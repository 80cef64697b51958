//! Outgoing message representation shared by the mail backends

use std::path::PathBuf;

use serde::{Deserialize, Serialize};

use super::EmailError;
use crate::assembler::EmailContent;
use crate::content::BinaryFile;

/// A file attached to an outgoing email
#[derive(Debug, Clone, PartialEq, Eq, Serialize, Deserialize)]
pub struct EmailAttachment {
    /// Location of the file on disk
    pub path: PathBuf,

    /// File name shown to the recipient
    pub file_name: String,

    /// MIME type, e.g. `application/pdf`
    pub mime_type: String,
}

impl From<&BinaryFile> for EmailAttachment {
    fn from(file: &BinaryFile) -> Self {
        Self {
            path: PathBuf::from(&file.input_uri),
            file_name: file.file_name.clone(),
            mime_type: file.mime_type.clone(),
        }
    }
}

/// Message handed to an [`EmailSender`](super::EmailSender)
///
/// Usually produced by [`Email::from_content`]; the setters exist for
/// backends, tests and hand-written notices.
///
/// ```rust
/// use info_collection::email::Email;
///
/// let email = Email::new()
///     .to("owner@example.com")
///     .from("forms@example.com")
///     .subject("New submission")
///     .html("<p>Please call me back</p>");
/// assert!(email.validate().is_ok());
/// ```
#[derive(Debug, Clone, Default, Serialize, Deserialize)]
pub struct Email {
    /// To addresses
    pub to: Vec<String>,

    /// From addresses; more than one adds a `Sender` header
    pub from: Vec<String>,

    /// Cc addresses
    pub cc: Vec<String>,

    /// Bcc addresses
    pub bcc: Vec<String>,

    /// Subject line
    pub subject: Option<String>,

    /// Plain text alternative
    pub text: Option<String>,

    /// HTML body
    pub html: Option<String>,

    /// Files read from disk at send time
    pub attachments: Vec<EmailAttachment>,
}

impl Email {
    /// Empty message
    #[must_use]
    pub fn new() -> Self {
        Self::default()
    }

    /// Convert an assembled message
    ///
    /// The body is sent as HTML and every sender becomes a From mailbox.
    #[must_use]
    pub fn from_content(content: &EmailContent) -> Self {
        Self {
            to: content.recipients().to_vec(),
            from: content.sender().to_vec(),
            cc: content.cc().to_vec(),
            bcc: content.bcc().to_vec(),
            subject: Some(content.subject().to_string()),
            text: None,
            html: Some(content.body().to_string()),
            attachments: content
                .attachments()
                .iter()
                .map(EmailAttachment::from)
                .collect(),
        }
    }

    /// Append a To address
    #[must_use]
    pub fn to(mut self, address: impl Into<String>) -> Self {
        self.to.push(address.into());
        self
    }

    /// Append a From address
    #[must_use]
    pub fn from(mut self, address: impl Into<String>) -> Self {
        self.from.push(address.into());
        self
    }

    /// Append a Cc address
    #[must_use]
    pub fn cc(mut self, address: impl Into<String>) -> Self {
        self.cc.push(address.into());
        self
    }

    /// Append a Bcc address
    #[must_use]
    pub fn bcc(mut self, address: impl Into<String>) -> Self {
        self.bcc.push(address.into());
        self
    }

    /// Replace the subject
    #[must_use]
    pub fn subject(mut self, subject: impl Into<String>) -> Self {
        self.subject = Some(subject.into());
        self
    }

    /// Replace the plain text body
    #[must_use]
    pub fn text(mut self, body: impl Into<String>) -> Self {
        self.text = Some(body.into());
        self
    }

    /// Replace the HTML body
    #[must_use]
    pub fn html(mut self, body: impl Into<String>) -> Self {
        self.html = Some(body.into());
        self
    }

    /// Append an attachment
    #[must_use]
    pub fn attach(mut self, attachment: EmailAttachment) -> Self {
        self.attachments.push(attachment);
        self
    }

    /// Check the message can be dispatched
    ///
    /// At least one To, Cc or Bcc address, a sender, a subject and a body
    /// are required.
    ///
    /// # Errors
    ///
    /// Returns the `EmailError` naming the first missing part
    pub fn validate(&self) -> Result<(), EmailError> {
        let has_recipient = [&self.to, &self.cc, &self.bcc]
            .iter()
            .any(|list| !list.is_empty());

        if !has_recipient {
            Err(EmailError::NoRecipients)
        } else if self.from.is_empty() {
            Err(EmailError::NoSender)
        } else if self.subject.is_none() {
            Err(EmailError::NoSubject)
        } else if self.text.is_none() && self.html.is_none() {
            Err(EmailError::NoContent)
        } else {
            Ok(())
        }
    }
}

────────────────────────────────────────

*YOUR TASK*:
All lines above holding the word "Debug" make up the answer; copy each one.

*THE COMPLETED TASK*:
#[derive(Debug, Clone, PartialEq, Eq, Serialize, Deserialize)]
#[derive(Debug, Clone, Default, Serialize, Deserialize)]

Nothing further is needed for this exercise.